Ленинградцев ущемляют в отношении юбилея. Толстой острит:
— Нам остается одно: привести в порядок Черную Речку!
Тут говорит Межлаук, холеный, с холеным культурным голосом. Нападает на академическое издание: «Нужен Пушкин для масс, а у нас вся бумага уходит на комментарии».
Накоряков приводит какие-то цифры, которые я слушаю плохо, — потом выступает какой-то седой из аппарата Межлаука и разбивает Накорякова в прах. Накоряков стушевывается.
Ленинградцы с места во время доклада Розмирович о том, как устраивать чествование Пушкина в маленьких городах:
— Например, в Ленинграде… Город маленький и к Пушкину не имел никакого отношения.
Толстой в это время рассматривает «Евгения Онегина» и возмущается иллюстрациями Конашевича:
— Плохо… Без-гра-мотно. Говно! — говорит он вкусным, внушительным голосом. Бонч поддакивает. В сущности, волнуется один лишь Цявловский. Горячим, громким голосом, которого хватило бы на 10 таких зал, сообщает о всех мемориальных досках и местах увековечения Пушкина. Кипятится, кричит, лицо красное:
— К нашему счастью, этот старый флигель сохранился… К нашему глубокому горю, от этого мезонина и следа не осталось…
Аудитория не чувствовала ни горя, ни счастья. Ленинградцы довольно вяло отстаивали свои права на устройство пушкинских торжеств именно в Ленинграде.
— Убивали там! — крикнул Демьян и выступил со своим проектом Пантеона. Нужно перенести прах Пушкина в Москву и там вокруг него образовать Пантеон русских писателей. Неожиданно Мейерхольд (который до сих пор был ругаем Демьяном нещадно) начинает ему поддакивать:
— Да, да! Пантеон, Пантеон… Великолепная мысль Демьяна… Да… да… Непременно Пантеон.
Толстой: Пантеон надо делать в Казанском соборе.
Я вглядываюсь пристальнее. Лежнев… Стецкий… Горбунов (непременный член Академии Наук) — Щербаков. Толстой говорит о нем:
— Кролик, проглотивший удава. (Не знаю почему. Не потому ли, что лицо у него каменное. Толстой жалуется: не могу глядеть на него: парализует…)

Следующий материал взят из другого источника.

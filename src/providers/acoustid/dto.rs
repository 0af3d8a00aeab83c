//! AcoustID and MusicBrainz wire shapes.
//!
//! These mirror what the APIs return; everything here gets cached
//! verbatim, so fields stay close to the wire. MusicBrainz uses kebab-case
//! keys throughout.
//!
//! AcoustID: https://acoustid.org/webservice#lookup
//! MusicBrainz: https://musicbrainz.org/doc/MusicBrainz_API

use serde::{Deserialize, Serialize};

// ---------------------------------------------------------------------------
// AcoustID lookup

#[derive(Debug, Clone, Deserialize, Serialize)]
pub struct LookupResponse {
    pub status: String,
    #[serde(default)]
    pub results: Vec<LookupResult>,
}

#[derive(Debug, Clone, Deserialize, Serialize)]
pub struct LookupResult {
    pub id: String,
    /// Match confidence, 0.0 to 1.0
    pub score: f32,
    #[serde(default)]
    pub recordings: Vec<RecordingRef>,
}

#[derive(Debug, Clone, Deserialize, Serialize)]
pub struct RecordingRef {
    pub id: String,
}

/// One fingerprint match flattened to what resolution needs. This is the
/// shape cached per library-relative path.
#[derive(Debug, Clone, Deserialize, Serialize)]
pub struct FingerprintMatch {
    pub score: f32,
    pub recording_id: String,
}

/// Flatten a lookup response into (score, recording) pairs, best first.
pub fn flatten_matches(response: &LookupResponse) -> Vec<FingerprintMatch> {
    let mut matches: Vec<FingerprintMatch> = response
        .results
        .iter()
        .flat_map(|result| {
            result.recordings.iter().map(|rec| FingerprintMatch {
                score: result.score,
                recording_id: rec.id.clone(),
            })
        })
        .collect();
    matches.sort_by(|a, b| b.score.total_cmp(&a.score));
    matches
}

// ---------------------------------------------------------------------------
// MusicBrainz

#[derive(Debug, Clone, Deserialize, Serialize)]
pub struct Recording {
    pub id: String,
    pub title: String,
    #[serde(rename = "artist-credit", default)]
    pub artist_credit: Vec<ArtistCredit>,
    #[serde(default)]
    pub releases: Vec<ReleaseRef>,
    #[serde(default)]
    pub relations: Vec<Relation>,
}

#[derive(Debug, Clone, Deserialize, Serialize)]
pub struct ArtistCredit {
    pub name: String,
}

#[derive(Debug, Clone, Deserialize, Serialize)]
pub struct ReleaseRef {
    pub id: String,
}

/// A relationship edge; only work and recording targets are followed.
#[derive(Debug, Clone, Deserialize, Serialize)]
pub struct Relation {
    #[serde(rename = "target-type")]
    pub target_type: String,
    /// Qualifiers like "cover" or "live"; surfaced in the album title
    /// when a release was found through a related work
    #[serde(default)]
    pub attributes: Vec<String>,
    pub work: Option<WorkRef>,
    pub recording: Option<RecordingRef>,
}

#[derive(Debug, Clone, Deserialize, Serialize)]
pub struct WorkRef {
    pub id: String,
}

#[derive(Debug, Clone, Deserialize, Serialize)]
pub struct Work {
    pub id: String,
    #[serde(default)]
    pub relations: Vec<Relation>,
}

#[derive(Debug, Clone, Deserialize, Serialize)]
pub struct Release {
    pub id: String,
    pub title: Option<String>,
    /// "YYYY-MM-DD", sometimes just "YYYY"
    pub date: Option<String>,
    #[serde(rename = "artist-credit", default)]
    pub artist_credit: Vec<ArtistCredit>,
    #[serde(rename = "release-group")]
    pub release_group: Option<ReleaseGroup>,
    #[serde(rename = "cover-art-archive")]
    pub cover_art: Option<CoverArtArchive>,
}

impl Release {
    pub fn has_front_cover(&self) -> bool {
        self.cover_art.as_ref().is_some_and(|c| c.front)
    }

    /// Album title: the release group's when known, else the release's own.
    pub fn album_title(&self) -> Option<&str> {
        self.release_group
            .as_ref()
            .map(|g| g.title.as_str())
            .or(self.title.as_deref())
    }
}

#[derive(Debug, Clone, Deserialize, Serialize)]
pub struct ReleaseGroup {
    pub id: String,
    pub title: String,
}

#[derive(Debug, Clone, Deserialize, Serialize)]
pub struct CoverArtArchive {
    pub front: bool,
}

#[cfg(test)]
mod tests {
    use super::*;

    #[test]
    fn flatten_orders_by_score_descending() {
        let response = LookupResponse {
            status: "ok".to_string(),
            results: vec![
                LookupResult {
                    id: "a".to_string(),
                    score: 0.5,
                    recordings: vec![RecordingRef { id: "rec-low".to_string() }],
                },
                LookupResult {
                    id: "b".to_string(),
                    score: 0.97,
                    recordings: vec![
                        RecordingRef { id: "rec-high-1".to_string() },
                        RecordingRef { id: "rec-high-2".to_string() },
                    ],
                },
            ],
        };
        let matches = flatten_matches(&response);
        assert_eq!(matches.len(), 3);
        assert_eq!(matches[0].recording_id, "rec-high-1");
        assert_eq!(matches[2].recording_id, "rec-low");
    }

    #[test]
    fn parses_kebab_case_release() {
        let json = r#"{
            "id": "rel-1",
            "title": "The Release",
            "date": "2019-04-01",
            "artist-credit": [{"name": "Someone"}],
            "release-group": {"id": "rg-1", "title": "The Album"},
            "cover-art-archive": {"front": true}
        }"#;
        let release: Release = serde_json::from_str(json).unwrap();
        assert!(release.has_front_cover());
        assert_eq!(release.album_title(), Some("The Album"));
    }
}
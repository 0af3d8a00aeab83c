//! YouTube Data API v3 response shapes.
//!
//! These types match what the `videos` endpoint returns, reduced to the
//! fields we read. They are cached verbatim (base64-of-JSON) and only
//! converted to metadata in the provider, so both derives are required.
//!
//! API Reference: https://developers.google.com/youtube/v3/docs/videos/list

use serde::{Deserialize, Serialize};

/// Top-level `videos.list` response.
#[derive(Debug, Clone, Serialize, Deserialize)]
pub struct VideosResponse {
    /// Empty when the id has no corresponding live video
    #[serde(default)]
    pub items: Vec<Video>,
}

#[derive(Debug, Clone, Serialize, Deserialize)]
pub struct Video {
    pub id: String,
    pub snippet: Snippet,
}

#[derive(Debug, Clone, Serialize, Deserialize)]
#[serde(rename_all = "camelCase")]
pub struct Snippet {
    pub title: String,
    pub channel_title: String,
    /// RFC 3339 timestamp
    pub published_at: String,
    #[serde(default)]
    pub description: String,
    #[serde(default)]
    pub thumbnails: Thumbnails,
}

/// Named thumbnail sizes; any of them may be missing.
#[derive(Debug, Clone, Default, Serialize, Deserialize)]
pub struct Thumbnails {
    pub default: Option<Thumbnail>,
    pub medium: Option<Thumbnail>,
    pub high: Option<Thumbnail>,
    pub standard: Option<Thumbnail>,
    pub maxres: Option<Thumbnail>,
}

#[derive(Debug, Clone, Serialize, Deserialize)]
pub struct Thumbnail {
    pub url: String,
    #[serde(default)]
    pub width: u32,
    #[serde(default)]
    pub height: u32,
}

impl Thumbnails {
    /// Largest available thumbnail by pixel area.
    pub fn best(&self) -> Option<&Thumbnail> {
        [
            &self.maxres,
            &self.standard,
            &self.high,
            &self.medium,
            &self.default,
        ]
        .into_iter()
        .flatten()
        .max_by_key(|t| t.width as u64 * t.height as u64)
    }
}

Когда я уходил из Кремля, две контролерши, выдавшие нам билеты, вдруг зарделись и заговорили свежими неофициальными голосами.
— Ах, какие вы пишете сказки! Не только маленьким они нравятся, но и взрослым…
Сейчас в «Национали» живет какой-то монгольский министр. Я спросил у лакея, прислуживавшего ему за столом, дал ли ему министр на чай. Лакей ответил:
— Прилично реагировал!
Этот же лакей со злобой говорил мне, что гостиница «Москва», о которой столько кричали, уже разрушается, потолки обсыпаются, штукатурка падает и проч. (Все это оказалось ложью. Я в тот же день был в «Москве» — гостиница весьма фундаментальная.) «Националь» — «конкурентка» «Москвы», и потому ругает ее на чем свет стоит:
— Руки надо отрезать тому, кто строил эту гостиницу, и голову тому, кто ее принял.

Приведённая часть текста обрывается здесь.